*** Supplied entries
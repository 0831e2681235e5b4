use std::path::Path;

use crate::app::Config;
use crate::cli::output;
use crate::error::Result;

/// Validate the configuration file and print a summary.
pub fn execute_config<P: AsRef<Path>>(config_path: P) -> Result<()> {
    let path = config_path.as_ref();
    output::header(env!("CARGO_PKG_VERSION"));
    output::field("Config", path.display());

    let config = Config::load(path)?;
    output::success("Configuration file is valid");

    output::section("Ensemble");
    for source in &config.ensemble.sources {
        output::field(source.source.as_str(), format!("{:.2}", source.weight));
    }
    output::field("Tolerance", config.ensemble.probability_tolerance);

    output::section("Edge");
    output::field("Min EV", format!("{}%", config.edge.min_ev));
    output::field("Min probability", config.edge.min_probability);
    output::field(
        "Odds range",
        format!("[{}, +{}]", config.edge.min_odds, config.edge.max_odds),
    );
    output::field("Require agreement", config.edge.require_agreement);

    output::section("Gate");
    output::field("Min EV", format!("{}%", config.gate.min_ev));
    output::field("Margin floor", config.gate.margin_floor);
    output::field(
        "Skepticism",
        format!(
            "EV >= {}% needs margin >= {}",
            config.gate.skeptic_ev, config.gate.skeptic_margin
        ),
    );
    output::field(
        "ATS upgrade",
        format!("margin >= {} at {}", config.gate.ats_margin, config.gate.ats_odds),
    );

    output::section("Files");
    output::field("Weights", config.weights_path.display());
    output::field("Store", config.store.path.display());
    output::field(
        "Retry",
        format!(
            "{} attempts, {}ms initial",
            config.store.retry_attempts, config.store.retry_initial_delay_ms
        ),
    );

    if !config.weights_path.exists() {
        println!();
        output::warning("Weights snapshot not found; built-in weights will be used");
        output::note(&format!(
            "Run {} to build one",
            output::highlight("courtedge aggregate --wagers <corpus.json>")
        ));
    }
    Ok(())
}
******
Task prompt: Could you transcribe all of the entries exactly, leaving nothing out?

Solution:
repository 0831e2681235e5b4
use std::path::Path;

use crate::app::Config;
use crate::cli::output;
use crate::error::Result;

/// Validate the configuration file and print a summary.
pub fn execute_config<P: AsRef<Path>>(config_path: P) -> Result<()> {
    let path = config_path.as_ref();
    output::header(env!("CARGO_PKG_VERSION"));
    output::field("Config", path.display());

    let config = Config::load(path)?;
    output::success("Configuration file is valid");

    output::section("Ensemble");
    for source in &config.ensemble.sources {
        output::field(source.source.as_str(), format!("{:.2}", source.weight));
    }
    output::field("Tolerance", config.ensemble.probability_tolerance);

    output::section("Edge");
    output::field("Min EV", format!("{}%", config.edge.min_ev));
    output::field("Min probability", config.edge.min_probability);
    output::field(
        "Odds range",
        format!("[{}, +{}]", config.edge.min_odds, config.edge.max_odds),
    );
    output::field("Require agreement", config.edge.require_agreement);

    output::section("Gate");
    output::field("Min EV", format!("{}%", config.gate.min_ev));
    output::field("Margin floor", config.gate.margin_floor);
    output::field(
        "Skepticism",
        format!(
            "EV >= {}% needs margin >= {}",
            config.gate.skeptic_ev, config.gate.skeptic_margin
        ),
    );
    output::field(
        "ATS upgrade",
        format!("margin >= {} at {}", config.gate.ats_margin, config.gate.ats_odds),
    );

    output::section("Files");
    output::field("Weights", config.weights_path.display());
    output::field("Store", config.store.path.display());
    output::field(
        "Retry",
        format!(
            "{} attempts, {}ms initial",
            config.store.retry_attempts, config.store.retry_initial_delay_ms
        ),
    );

    if !config.weights_path.exists() {
        println!();
        output::warning("Weights snapshot not found; built-in weights will be used");
        output::note(&format!(
            "Run {} to build one",
            output::highlight("courtedge aggregate --wagers <corpus.json>")
        ));
    }
    Ok(())
}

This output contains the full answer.